(Stored items)

[Start of Attachment]

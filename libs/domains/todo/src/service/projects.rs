use core_config::limits::LimitsConfig;
use std::sync::Arc;
use tracing::instrument;
use uuid::Uuid;
use validator::Validate;

use crate::error::{TodoError, TodoResult};
use crate::models::{CreateProject, Project, UpdateProject};
use crate::repository::ProjectRepository;

/// Service layer for Project business logic
#[derive(Clone)]
pub struct ProjectService<R: ProjectRepository> {
    repository: Arc<R>,
    limits: LimitsConfig,
}

impl<R: ProjectRepository> ProjectService<R> {
    pub fn new(repository: R, limits: LimitsConfig) -> Self {
        Self {
            repository: Arc::new(repository),
            limits,
        }
    }

    /// Create a new project, enforcing word limits, the project ceiling and
    /// name uniqueness
    #[instrument(skip(self, input), fields(project_name = %input.name))]
    pub async fn create_project(&self, input: CreateProject) -> TodoResult<Project> {
        input
            .validate()
            .map_err(|e| TodoError::Validation(e.to_string()))?;

        let count = self.repository.count().await?;
        if count >= self.limits.max_projects {
            return Err(TodoError::ProjectLimitExceeded(self.limits.max_projects));
        }

        if self.repository.exists_by_name(&input.name, None).await? {
            return Err(TodoError::DuplicateProjectName(input.name));
        }

        self.repository.create(input).await
    }

    /// Get a project by ID
    pub async fn get_project(&self, id: Uuid) -> TodoResult<Project> {
        self.repository
            .get_by_id(id)
            .await?
            .ok_or(TodoError::ProjectNotFound(id))
    }

    /// List all projects, ascending by creation time
    pub async fn list_projects(&self) -> TodoResult<Vec<Project>> {
        self.repository.list().await
    }

    /// Apply a partial update; omitted fields keep their current value.
    /// A new name must not collide with any other project's name.
    #[instrument(skip(self, input), fields(project_id = %id))]
    pub async fn edit_project(&self, id: Uuid, input: UpdateProject) -> TodoResult<Project> {
        input
            .validate()
            .map_err(|e| TodoError::Validation(e.to_string()))?;

        let project = self.get_project(id).await?;

        if let Some(new_name) = &input.name {
            if *new_name != project.name
                && self.repository.exists_by_name(new_name, Some(id)).await?
            {
                return Err(TodoError::DuplicateProjectName(new_name.clone()));
            }
        }

        self.repository.update(id, input).await
    }

    /// Delete a project and all of its tasks
    #[instrument(skip(self), fields(project_id = %id))]
    pub async fn delete_project(&self, id: Uuid) -> TodoResult<()> {
        let deleted = self.repository.delete(id).await?;

        if !deleted {
            return Err(TodoError::ProjectNotFound(id));
        }

        Ok(())
    }
}
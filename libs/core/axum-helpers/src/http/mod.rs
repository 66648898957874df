//! HTTP middleware module.
//!
//! # Example
//!
//! ```ignore
//! use axum_helpers::http::security_headers;
//!
//! let app = Router::new()
//!     .layer(axum::middleware::from_fn(security_headers));
//! ```

use axum::{
    extract::Request,
    http::header::{self, HeaderName},
    middleware::Next,
    response::Response,
};

/// Middleware that adds security headers to all responses.
///
/// Adds the following headers:
/// - X-Content-Type-Options: nosniff
/// - X-Frame-Options: DENY
/// - X-XSS-Protection: 1; mode=block
/// - Referrer-Policy: strict-origin-when-cross-origin
/// - Permissions-Policy: geolocation=(), microphone=(), camera=()
pub async fn security_headers(request: Request, next: Next) -> Response {
    let mut response = next.run(request).await;

    let headers = response.headers_mut();
    headers.insert(header::X_CONTENT_TYPE_OPTIONS, "nosniff".parse().unwrap());
    headers.insert(header::X_FRAME_OPTIONS, "DENY".parse().unwrap());
    headers.insert(
        HeaderName::from_static("x-xss-protection"),
        "1; mode=block".parse().unwrap(),
    );
    headers.insert(
        header::REFERRER_POLICY,
        "strict-origin-when-cross-origin".parse().unwrap(),
    );
    headers.insert(
        HeaderName::from_static("permissions-policy"),
        "geolocation=(), microphone=(), camera=()".parse().unwrap(),
    );

    response
}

[End of Attachment]

» Directions for this task
Filter the entries down to the lines holding the string "DuplicateProjectName". Copy each of those lines.

» Reply
            return Err(TodoError::DuplicateProjectName(input.name));
                return Err(TodoError::DuplicateProjectName(new_name.clone()));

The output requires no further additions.